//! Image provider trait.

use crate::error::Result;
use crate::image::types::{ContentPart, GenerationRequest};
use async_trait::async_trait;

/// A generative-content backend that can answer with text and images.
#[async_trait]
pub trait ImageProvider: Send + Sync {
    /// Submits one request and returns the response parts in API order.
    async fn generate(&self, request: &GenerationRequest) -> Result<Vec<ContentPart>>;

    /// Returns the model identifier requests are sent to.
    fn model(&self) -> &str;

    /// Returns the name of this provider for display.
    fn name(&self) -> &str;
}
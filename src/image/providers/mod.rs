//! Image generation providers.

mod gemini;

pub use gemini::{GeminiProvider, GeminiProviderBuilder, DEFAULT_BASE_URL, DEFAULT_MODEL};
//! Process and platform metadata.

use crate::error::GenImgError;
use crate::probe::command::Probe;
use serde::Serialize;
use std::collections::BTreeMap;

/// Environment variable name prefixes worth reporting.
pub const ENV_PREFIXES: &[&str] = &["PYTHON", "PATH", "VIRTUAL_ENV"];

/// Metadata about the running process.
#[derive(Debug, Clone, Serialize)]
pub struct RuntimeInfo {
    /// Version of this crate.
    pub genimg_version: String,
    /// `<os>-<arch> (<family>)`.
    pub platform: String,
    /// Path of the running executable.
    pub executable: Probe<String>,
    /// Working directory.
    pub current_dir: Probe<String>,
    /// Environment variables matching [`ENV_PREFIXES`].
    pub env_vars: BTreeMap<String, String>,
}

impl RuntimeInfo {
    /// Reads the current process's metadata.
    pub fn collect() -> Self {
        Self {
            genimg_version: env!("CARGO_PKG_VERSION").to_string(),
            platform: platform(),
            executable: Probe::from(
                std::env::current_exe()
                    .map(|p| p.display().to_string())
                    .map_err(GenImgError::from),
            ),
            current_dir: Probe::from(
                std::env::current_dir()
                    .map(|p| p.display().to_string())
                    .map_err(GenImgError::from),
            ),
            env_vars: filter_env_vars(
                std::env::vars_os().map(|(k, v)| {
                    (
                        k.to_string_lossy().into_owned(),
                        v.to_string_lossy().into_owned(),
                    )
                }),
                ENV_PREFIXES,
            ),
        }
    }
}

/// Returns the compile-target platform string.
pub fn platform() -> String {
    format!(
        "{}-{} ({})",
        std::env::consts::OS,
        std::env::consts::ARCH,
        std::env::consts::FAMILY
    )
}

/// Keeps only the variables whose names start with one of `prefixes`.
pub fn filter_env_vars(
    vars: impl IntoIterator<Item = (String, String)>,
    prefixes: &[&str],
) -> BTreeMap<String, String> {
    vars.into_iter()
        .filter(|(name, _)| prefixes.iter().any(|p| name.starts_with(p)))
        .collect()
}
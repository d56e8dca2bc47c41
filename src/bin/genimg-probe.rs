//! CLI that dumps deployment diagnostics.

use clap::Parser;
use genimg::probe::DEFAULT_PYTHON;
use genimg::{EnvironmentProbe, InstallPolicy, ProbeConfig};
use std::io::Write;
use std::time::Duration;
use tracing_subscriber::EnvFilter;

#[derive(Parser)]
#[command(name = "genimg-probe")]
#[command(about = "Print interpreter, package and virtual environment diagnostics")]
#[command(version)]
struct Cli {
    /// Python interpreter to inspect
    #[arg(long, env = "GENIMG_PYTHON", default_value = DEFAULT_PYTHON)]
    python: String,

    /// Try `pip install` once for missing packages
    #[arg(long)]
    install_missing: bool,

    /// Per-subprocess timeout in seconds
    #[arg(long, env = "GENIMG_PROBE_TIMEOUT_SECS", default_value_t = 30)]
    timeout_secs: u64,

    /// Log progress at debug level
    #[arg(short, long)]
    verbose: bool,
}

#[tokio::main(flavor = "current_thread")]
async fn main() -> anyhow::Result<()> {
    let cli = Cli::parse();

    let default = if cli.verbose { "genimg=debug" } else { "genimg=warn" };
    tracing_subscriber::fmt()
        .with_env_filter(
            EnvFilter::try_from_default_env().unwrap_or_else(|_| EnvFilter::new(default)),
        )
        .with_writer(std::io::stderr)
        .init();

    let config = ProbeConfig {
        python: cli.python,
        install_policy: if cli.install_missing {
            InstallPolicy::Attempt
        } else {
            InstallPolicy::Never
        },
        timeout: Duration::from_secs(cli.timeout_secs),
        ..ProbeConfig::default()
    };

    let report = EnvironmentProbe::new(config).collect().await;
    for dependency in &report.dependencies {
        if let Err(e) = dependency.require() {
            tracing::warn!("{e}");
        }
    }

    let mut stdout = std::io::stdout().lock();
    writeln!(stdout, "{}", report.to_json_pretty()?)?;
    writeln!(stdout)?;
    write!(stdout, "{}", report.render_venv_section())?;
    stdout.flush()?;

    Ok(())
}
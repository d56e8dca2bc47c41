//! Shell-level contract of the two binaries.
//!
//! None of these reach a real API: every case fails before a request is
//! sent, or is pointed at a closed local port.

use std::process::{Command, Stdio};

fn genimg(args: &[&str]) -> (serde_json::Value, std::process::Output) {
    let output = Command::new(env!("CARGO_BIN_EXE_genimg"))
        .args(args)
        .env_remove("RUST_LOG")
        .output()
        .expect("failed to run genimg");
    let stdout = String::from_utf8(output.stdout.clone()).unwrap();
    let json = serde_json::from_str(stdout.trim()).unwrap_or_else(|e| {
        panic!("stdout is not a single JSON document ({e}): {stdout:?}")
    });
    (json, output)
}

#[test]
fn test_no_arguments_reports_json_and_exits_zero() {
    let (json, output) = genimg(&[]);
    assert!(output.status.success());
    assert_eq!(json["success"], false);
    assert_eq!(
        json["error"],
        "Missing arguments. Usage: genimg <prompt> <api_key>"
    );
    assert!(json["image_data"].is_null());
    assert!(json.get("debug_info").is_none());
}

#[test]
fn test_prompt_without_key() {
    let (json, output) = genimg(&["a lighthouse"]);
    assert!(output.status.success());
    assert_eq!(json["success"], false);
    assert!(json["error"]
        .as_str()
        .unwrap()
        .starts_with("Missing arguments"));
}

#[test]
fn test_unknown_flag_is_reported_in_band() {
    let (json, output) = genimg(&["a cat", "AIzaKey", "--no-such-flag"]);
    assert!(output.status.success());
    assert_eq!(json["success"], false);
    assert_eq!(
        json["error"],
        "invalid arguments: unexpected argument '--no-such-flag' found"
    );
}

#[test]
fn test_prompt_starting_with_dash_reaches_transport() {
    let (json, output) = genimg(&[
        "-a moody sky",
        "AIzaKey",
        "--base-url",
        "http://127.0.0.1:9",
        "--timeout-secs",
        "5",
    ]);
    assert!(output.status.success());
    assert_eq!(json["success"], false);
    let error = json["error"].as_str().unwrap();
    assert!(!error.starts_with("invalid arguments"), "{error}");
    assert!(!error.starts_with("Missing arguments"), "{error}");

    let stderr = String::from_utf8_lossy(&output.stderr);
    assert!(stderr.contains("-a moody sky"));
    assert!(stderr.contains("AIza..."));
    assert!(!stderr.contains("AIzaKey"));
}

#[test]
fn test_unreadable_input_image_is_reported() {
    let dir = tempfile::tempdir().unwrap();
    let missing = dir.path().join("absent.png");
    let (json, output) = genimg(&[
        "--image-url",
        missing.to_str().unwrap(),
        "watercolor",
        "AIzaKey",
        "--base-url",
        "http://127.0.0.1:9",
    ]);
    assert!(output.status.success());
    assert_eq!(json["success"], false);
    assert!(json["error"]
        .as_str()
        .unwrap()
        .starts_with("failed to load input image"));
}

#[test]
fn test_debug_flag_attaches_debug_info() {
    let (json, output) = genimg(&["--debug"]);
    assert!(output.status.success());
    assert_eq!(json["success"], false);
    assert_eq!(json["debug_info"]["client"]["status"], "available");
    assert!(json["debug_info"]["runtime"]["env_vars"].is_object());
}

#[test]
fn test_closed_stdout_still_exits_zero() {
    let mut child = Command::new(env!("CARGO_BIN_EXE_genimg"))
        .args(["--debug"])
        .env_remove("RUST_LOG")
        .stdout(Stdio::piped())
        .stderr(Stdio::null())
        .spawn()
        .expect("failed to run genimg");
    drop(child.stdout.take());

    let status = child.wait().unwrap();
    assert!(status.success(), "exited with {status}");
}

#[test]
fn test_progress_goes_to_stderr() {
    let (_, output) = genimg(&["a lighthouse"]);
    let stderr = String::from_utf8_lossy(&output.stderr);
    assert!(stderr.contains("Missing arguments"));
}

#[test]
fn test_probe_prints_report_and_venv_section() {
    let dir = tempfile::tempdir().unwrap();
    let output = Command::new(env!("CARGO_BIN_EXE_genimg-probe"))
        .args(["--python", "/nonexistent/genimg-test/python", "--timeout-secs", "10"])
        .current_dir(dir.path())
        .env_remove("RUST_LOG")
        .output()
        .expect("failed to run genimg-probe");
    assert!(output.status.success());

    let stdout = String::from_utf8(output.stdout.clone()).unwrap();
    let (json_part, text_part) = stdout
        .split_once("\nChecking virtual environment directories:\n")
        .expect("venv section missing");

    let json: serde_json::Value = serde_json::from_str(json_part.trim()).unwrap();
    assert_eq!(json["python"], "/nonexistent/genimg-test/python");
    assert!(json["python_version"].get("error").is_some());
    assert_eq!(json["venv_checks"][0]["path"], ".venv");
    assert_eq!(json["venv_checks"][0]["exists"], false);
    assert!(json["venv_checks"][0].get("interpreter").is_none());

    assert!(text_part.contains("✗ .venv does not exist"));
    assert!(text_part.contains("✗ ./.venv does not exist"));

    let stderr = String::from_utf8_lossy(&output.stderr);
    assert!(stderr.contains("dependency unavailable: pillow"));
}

........

### [Assignment]
What is needed is every line from the data above that includes the string "interpreter", copied out.

### [Answer space]
#[command(about = "Print interpreter, package and virtual environment diagnostics")]
    /// Python interpreter to inspect
    assert!(json["venv_checks"][0].get("interpreter").is_none());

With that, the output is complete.